Hampstead – a London Dry Gin to get your teeth into

Hampstead – a London Dry Gin to get your teeth into

Hampstead Heath features in Cockney rhyming slang and is famed for its bathing ponds

With its heraldic crest showing lions-rampant, illuminated lettering and embossed green bottle, Hampstead London Dry Gin is trying very hard to convey an upmarket, traditional image – one that is founded on a full dozen traditional botanicals – despite being another of the bargain basement distillations we have been sampling from the German supermarket chains.

Slightly stronger than the Oliver Cromwell we bought on our trip to Topsham, Hampstead’s quoted figure of 40ABV is reflected in a full-on jolt of juniper when you let it flow over your taste buds: “past your ‘ampsteads” as someone born within the sound of Bow Bells might explain.

Main picture – and above – Bow Bells.

Well sticking with Cockney rhyming slang I’d probably add that rather than a gentle aroma, lifting the lid lets out a bit of a “pen and ink” and, apart from the citrus tangs, someone seems to have “half-inched”  all the other nine botanical notes.  There is probably some Angelica Root in there, given the hint of sweetness I detected, but I failed to find a list of the actual ingredients on Tinternet and the maker’s label told me little other than how to dispose of the bottle responsibly.

As with Aldi’s Cromwellian moniker, Lidl’s marketing people were probably searching for a name to add some kudos to their cut price concoction – £9.99 for the 50Cl bottle – and to be honest, once it was empty I didn’t feel any deep pang of regret about not buying a larger one.
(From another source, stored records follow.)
use anyhow::{Context, Result};
use rusqlite::Connection;
use std::path::{Path, PathBuf};
use std::sync::Arc;
use std::time::Duration;
use tokio::sync::Semaphore;

pub mod records;

pub use records::StoreSummary;

const BUSY_TIMEOUT: Duration = Duration::from_secs(10);

/// Hands out one short-lived SQLite connection per call.
///
/// Every call opens its own connection on a blocking thread and drops it when
/// the closure returns, so no connection outlives a single store operation.
/// The semaphore caps how many of those connections exist at once.
pub struct DatabasePool {
    path: PathBuf,
    permits: Arc<Semaphore>,
    busy_timeout: Duration,
}

impl DatabasePool {
    pub fn new(path: impl Into<PathBuf>, max_connections: usize) -> Self {
        Self {
            path: path.into(),
            permits: Arc::new(Semaphore::new(max_connections.max(1))),
            busy_timeout: BUSY_TIMEOUT,
        }
    }

    #[cfg(test)]
    fn with_busy_timeout(mut self, busy_timeout: Duration) -> Self {
        self.busy_timeout = busy_timeout;
        self
    }

    pub fn path(&self) -> &Path {
        &self.path
    }

    /// Runs `f` on a fresh connection whose lock waits give up after the busy
    /// timeout. The call itself is always awaited to the end: an `Err` never
    /// stands for work still running on the blocking thread.
    pub async fn execute_with_timeout<F, T>(&self, f: F) -> Result<T>
    where
        F: FnOnce(&Connection) -> rusqlite::Result<T> + Send + 'static,
        T: Send + 'static,
    {
        let permit = self
            .permits
            .clone()
            .acquire_owned()
            .await
            .context("database pool closed")?;

        let path = self.path.clone();
        let busy_timeout = self.busy_timeout;
        tokio::task::spawn_blocking(move || -> Result<T> {
            // Held until the connection is dropped.
            let _permit = permit;
            let conn = open_connection(&path, busy_timeout)?;
            let value = f(&conn)?;
            Ok(value)
        })
        .await
        .context("sqlite task join failed")?
    }
}

fn open_connection(path: &Path, busy_timeout: Duration) -> Result<Connection> {
    let conn = Connection::open(path)
        .with_context(|| format!("failed to open database at {}", path.display()))?;
    conn.busy_timeout(busy_timeout)?;
    Ok(conn)
}

/// Creates the schema if missing and seeds the bootstrap admin.
pub fn init_database(path: &Path, bootstrap_admin: i64) -> Result<()> {
    let conn = open_connection(path, BUSY_TIMEOUT)?;

    conn.execute_batch(
        "
        CREATE TABLE IF NOT EXISTS users (
            user_id     INTEGER PRIMARY KEY,
            first_seen  DATETIME DEFAULT CURRENT_TIMESTAMP
        );

        CREATE TABLE IF NOT EXISTS groups (
            chat_id     INTEGER PRIMARY KEY,
            title       TEXT,
            added_at    DATETIME DEFAULT CURRENT_TIMESTAMP
        );

        CREATE TABLE IF NOT EXISTS admins (
            user_id     INTEGER PRIMARY KEY
        );

        CREATE TABLE IF NOT EXISTS command_stats (
            id          INTEGER PRIMARY KEY AUTOINCREMENT,
            user_id     INTEGER,
            command     TEXT,
            timestamp   DATETIME DEFAULT CURRENT_TIMESTAMP
        );

        CREATE TABLE IF NOT EXISTS user_activity (
            id             INTEGER PRIMARY KEY AUTOINCREMENT,
            user_id        INTEGER,
            date           DATE,
            actions_count  INTEGER DEFAULT 1,
            UNIQUE(user_id, date)
        );
        ",
    )
    .context("failed to create schema")?;

    records::upsert_admin(&conn, bootstrap_admin).context("failed to seed bootstrap admin")?;

    log::info!("Database ready at {}", path.display());
    Ok(())
}


#[cfg(test)]
mod tests {
    use super::test_support::fresh_db;
    use super::*;
    use std::sync::atomic::{AtomicUsize, Ordering};

    #[tokio::test]
    async fn test_init_seeds_bootstrap_admin() {
        let db = fresh_db(42);
        let admins = db.pool.load_admin_ids().await.unwrap();
        assert_eq!(admins, vec![42]);
    }

    #[tokio::test]
    async fn test_init_is_repeatable() {
        let db = fresh_db(42);
        init_database(db.pool.path(), 42).unwrap();
        init_database(db.pool.path(), 43).unwrap();

        let mut admins = db.pool.load_admin_ids().await.unwrap();
        admins.sort();
        assert_eq!(admins, vec![42, 43]);
    }

    #[tokio::test]
    async fn test_closure_error_is_propagated() {
        let db = fresh_db(1);
        let result = db
            .pool
            .execute_with_timeout(|conn| conn.execute("INSERT INTO missing_table VALUES (1)", []))
            .await;
        assert!(result.is_err());
    }

    #[tokio::test]
    async fn test_slow_write_is_awaited_to_completion() {
        let db = fresh_db(42);
        let pool = DatabasePool::new(db.pool.path(), 1).with_busy_timeout(Duration::from_millis(50));

        let result = pool
            .execute_with_timeout(|conn| {
                std::thread::sleep(Duration::from_millis(300));
                records::upsert_admin(conn, 99)
            })
            .await;

        assert!(result.is_ok());
        let mut admins = pool.load_admin_ids().await.unwrap();
        admins.sort();
        assert_eq!(admins, vec![42, 99]);
    }

    #[tokio::test]
    async fn test_connection_cap_holds() {
        let db = fresh_db(1);
        let pool = Arc::new(DatabasePool::new(db.pool.path(), 1));
        let active = Arc::new(AtomicUsize::new(0));
        let peak = Arc::new(AtomicUsize::new(0));

        let mut tasks = Vec::new();
        for _ in 0..4 {
            let pool = pool.clone();
            let active = active.clone();
            let peak = peak.clone();
            tasks.push(tokio::spawn(async move {
                pool.execute_with_timeout(move |_conn| {
                    let now = active.fetch_add(1, Ordering::SeqCst) + 1;
                    peak.fetch_max(now, Ordering::SeqCst);
                    std::thread::sleep(Duration::from_millis(30));
                    active.fetch_sub(1, Ordering::SeqCst);
                    Ok(())
                })
                .await
            }));
        }
        for task in tasks {
            task.await.unwrap().unwrap();
        }

        assert_eq!(peak.load(Ordering::SeqCst), 1);
    }
}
It made a pleasant enough drink with lime and a Fever Tree premium tonic. Once again, though – if you want to go budget – I’d rather revisit Bertie Wooster and Finton’s dry gin where Lidl offers you more for your money.

Overall though – if you’re a bit boracic and don’t want to get too Brahms and Liszt or off your boat-race, then a drop of the old Hampsteads for a penny less than a Pavarotti won’t do you too much harm. Cheers!



Luciano Pavarotti – the world famous opera “Tenner”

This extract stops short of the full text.